使用BeautifulSoup提取表格信息（bs4）

任何人都可以给我一段BeautifulSoup代码来提取表中找到的一些项目here？使用BeautifulSoup提取表格信息（bs4）

这里是我的尝试：

from bs4 import BeautifulSoup 
from urllib2 import urlopen 

url = "http://biology.burke.washington.edu/conus/accounts/../recordview/record.php?ID=1ll&tabs=21100111&frms=1&res=&pglimit=A" 
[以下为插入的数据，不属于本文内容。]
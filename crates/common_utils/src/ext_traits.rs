//!
//! This module holds traits for extending functionalities for existing
//! datatypes & inbuilt datatypes.
//!

use error_stack::ResultExt;
use masking::{ExposeInterface, Secret, Strategy};
use serde::{Deserialize, Serialize};

use crate::errors::{self, CustomResult};

/// Encode interface
/// An interface for performing type conversions and serialization
pub trait Encode<'e>
where
    Self: 'e + std::fmt::Debug,
{
    /// Serialize `Self` into a JSON `String` using `serde::Serialize`
    fn encode_to_string_of_json(&'e self) -> CustomResult<String, errors::ParsingError>
    where
        Self: Serialize;

    /// Serialize `Self` into a `serde_json::Value`
    fn encode_to_value(&'e self) -> CustomResult<serde_json::Value, errors::ParsingError>
    where
        Self: Serialize;

    /// Serialize `Self` into a flat `application/x-www-form-urlencoded` string
    /// using `serde_urlencoded`
    fn url_encode(&'e self) -> CustomResult<String, errors::ParsingError>
    where
        Self: Serialize;

    /// Serialize `Self` into an `application/x-www-form-urlencoded` string,
    /// recursively expanding nested mappings into bracketed keys
    /// (`source[card][card_number]=...`) and arrays into repeated `key[]=v`
    /// pairs. Blank values are omitted.
    fn url_encode_nested(&'e self) -> CustomResult<String, errors::ParsingError>
    where
        Self: Serialize;
}

impl<'e, A> Encode<'e> for A
where
    Self: 'e + std::fmt::Debug,
{
    fn encode_to_string_of_json(&'e self) -> CustomResult<String, errors::ParsingError>
    where
        Self: Serialize,
    {
        serde_json::to_string(self)
            .change_context(errors::ParsingError::EncodeError("json"))
            .attach_printable_lazy(|| format!("Unable to convert {self:?} to a request"))
    }

    fn encode_to_value(&'e self) -> CustomResult<serde_json::Value, errors::ParsingError>
    where
        Self: Serialize,
    {
        serde_json::to_value(self)
            .change_context(errors::ParsingError::EncodeError("json-value"))
            .attach_printable_lazy(|| format!("Unable to convert {self:?} to a value"))
    }

    fn url_encode(&'e self) -> CustomResult<String, errors::ParsingError>
    where
        Self: Serialize,
    {
        serde_urlencoded::to_string(self)
            .change_context(errors::ParsingError::EncodeError("url-encoded"))
            .attach_printable_lazy(|| format!("Unable to convert {self:?} to a request"))
    }

    fn url_encode_nested(&'e self) -> CustomResult<String, errors::ParsingError>
    where
        Self: Serialize,
    {
        let value = self.encode_to_value()?;
        Ok(url_encode_nested_value(&value))
    }
}

/// Form-url encode a JSON value, expanding nested objects into bracketed keys
/// and arrays into repeated `key[]=value` pairs, omitting blank values.
pub fn url_encode_nested_value(value: &serde_json::Value) -> String {
    let mut pairs = Vec::new();
    collect_form_pairs(None, value, &mut pairs);
    pairs.join("&")
}

fn collect_form_pairs(prefix: Option<&str>, value: &serde_json::Value, out: &mut Vec<String>) {
    match value {
        serde_json::Value::Object(map) => {
            for (key, item) in map {
                let key = match prefix {
                    Some(parent) => format!("{parent}[{key}]"),
                    None => key.clone(),
                };
                collect_form_pairs(Some(&key), item, out);
            }
        }
        serde_json::Value::Array(items) => {
            if let Some(parent) = prefix {
                let key = format!("{parent}[]");
                for item in items {
                    collect_form_pairs(Some(&key), item, out);
                }
            }
        }
        scalar => {
            if let Some(key) = prefix {
                push_form_scalar(key, scalar, out);
            }
        }
    }
}

fn push_form_scalar(key: &str, value: &serde_json::Value, out: &mut Vec<String>) {
    let rendered = match value {
        // blank values are omitted, `false` is kept
        serde_json::Value::Null => return,
        serde_json::Value::String(inner) if inner.is_empty() => return,
        serde_json::Value::String(inner) => inner.clone(),
        other => other.to_string(),
    };
    let escaped: String = url::form_urlencoded::byte_serialize(rendered.as_bytes()).collect();
    out.push(format!("{key}={escaped}"));
}

/// Extending functionalities of `bytes::Bytes`
pub trait BytesExt {
    /// Convert `bytes::Bytes` into type `<T>` using `serde::Deserialize`
    fn parse_struct<'de, T>(
        &'de self,
        type_name: &'static str,
    ) -> CustomResult<T, errors::ParsingError>
    where
        T: Deserialize<'de>;
}

impl BytesExt for bytes::Bytes {
    fn parse_struct<'de, T>(
        &'de self,
        type_name: &'static str,
    ) -> CustomResult<T, errors::ParsingError>
    where
        T: Deserialize<'de>,
    {
        use bytes::Buf;

        serde_json::from_slice::<T>(self.chunk())
            .change_context(errors::ParsingError::StructParseFailure(type_name))
            .attach_printable_lazy(|| {
                let variable_type = std::any::type_name::<T>();
                format!("Unable to parse {variable_type} from bytes")
            })
    }
}

/// Extending functionalities of `[u8]` for performing parsing
pub trait ByteSliceExt {
    /// Convert `[u8]` into type `<T>` by using `serde::Deserialize`
    fn parse_struct<'de, T>(
        &'de self,
        type_name: &'static str,
    ) -> CustomResult<T, errors::ParsingError>
    where
        T: Deserialize<'de>;
}

impl ByteSliceExt for [u8] {
    fn parse_struct<'de, T>(
        &'de self,
        type_name: &'static str,
    ) -> CustomResult<T, errors::ParsingError>
    where
        T: Deserialize<'de>,
    {
        serde_json::from_slice(self)
            .change_context(errors::ParsingError::StructParseFailure(type_name))
    }
}

/// Extending functionalities of `serde_json::Value` for performing parsing
pub trait ValueExt {
    /// Convert `serde_json::Value` into type `<T>` by using `serde::Deserialize`
    fn parse_value<T>(self, type_name: &'static str) -> CustomResult<T, errors::ParsingError>
    where
        T: serde::de::DeserializeOwned;
}

impl ValueExt for serde_json::Value {
    fn parse_value<T>(self, type_name: &'static str) -> CustomResult<T, errors::ParsingError>
    where
        T: serde::de::DeserializeOwned,
    {
        let debug = format!("Unable to parse {type_name} from serde_json::Value: {self:?}");
        serde_json::from_value::<T>(self)
            .change_context(errors::ParsingError::StructParseFailure(type_name))
            .attach_printable_lazy(|| debug)
    }
}

impl<MaskingStrategy> ValueExt for Secret<serde_json::Value, MaskingStrategy>
where
    MaskingStrategy: Strategy<serde_json::Value>,
{
    fn parse_value<T>(self, type_name: &'static str) -> CustomResult<T, errors::ParsingError>
    where
        T: serde::de::DeserializeOwned,
    {
        self.expose().parse_value(type_name)
    }
}

/// Extending functionalities of `String` for performing parsing
pub trait StringExt {
    /// Convert `String` into type `<T>` (which being an `enum`)
    fn parse_enum<T>(self, enum_name: &'static str) -> CustomResult<T, errors::ParsingError>
    where
        T: std::str::FromStr,
        <T as std::str::FromStr>::Err: std::error::Error + Send + Sync + 'static;
}

impl StringExt for String {
    fn parse_enum<T>(self, enum_name: &'static str) -> CustomResult<T, errors::ParsingError>
    where
        T: std::str::FromStr,
        <T as std::str::FromStr>::Err: std::error::Error + Send + Sync + 'static,
    {
        T::from_str(&self)
            .change_context(errors::ParsingError::StructParseFailure(enum_name))
            .attach_printable_lazy(|| format!("Invalid enum variant {self:?} for enum {enum_name}"))
    }
}

#[cfg(test)]
mod tests {
    #![allow(clippy::unwrap_used)]

    use serde_json::json;

    use super::*;

    #[test]
    fn nested_form_encoding_expands_bracketed_keys() {
        let body = json!({
            "payment_type": "credit",
            "source": {
                "amount": 100,
                "card": {
                    "card_number": "4111111111111111",
                    "card_holder_name": ""
                }
            }
        });

        let encoded = url_encode_nested_value(&body);
        assert!(encoded.contains("source[card][card_number]=4111111111111111"));
        assert!(encoded.contains("source[amount]=100"));
        assert!(encoded.contains("payment_type=credit"));
        // blank values are omitted
        assert!(!encoded.contains("card_holder_name"));
    }

    #[test]
    fn nested_form_encoding_renders_arrays_as_repeated_keys() {
        let body = json!({ "items": ["a", "b"], "empty": null, "kept": false });

        let encoded = url_encode_nested_value(&body);
        assert!(encoded.contains("items[]=a"));
        assert!(encoded.contains("items[]=b"));
        assert!(encoded.contains("kept=false"));
        assert!(!encoded.contains("empty"));
    }

    #[test]
    fn nested_form_encoding_escapes_values() {
        let body = json!({ "description": "caf & co" });
        assert_eq!(
            url_encode_nested_value(&body),
            "description=caf+%26+co"
        );
    }
}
html = urlopen(url).read() 
soup = BeautifulSoup(html,"lxml") 
tables = soup.findAll("table")

然而，这是失败的 - 表原来是空的。

对不起，我是BeautifulSoup noob。

谢谢！

来源

2013-07-26 littleO

给定的url页面不包含源代码中的任何表格元素。

表格是~~由iframe内的iframe~~生成。

import urllib 
from bs4 import BeautifulSoup 

url = 'http://biology.burke.washington.edu/conus/recordview/description.php?ID=1l9l0l421l55llll&tabs=21100111&frms=1&pglimit=A&offset=&res=&srt=&sql2=' 

html = urllib.urlopen(url).read() 
soup = BeautifulSoup(html) 
tables = soup.find_all('table') 
#print(tables)

硒的解决方案：

from selenium import webdriver 
from bs4 import BeautifulSoup 

url = "http://biology.burke.washington.edu/conus/accounts/../recordview/record.php?ID=1ll&tabs=21100111&frms=1&res=&pglimit=A" 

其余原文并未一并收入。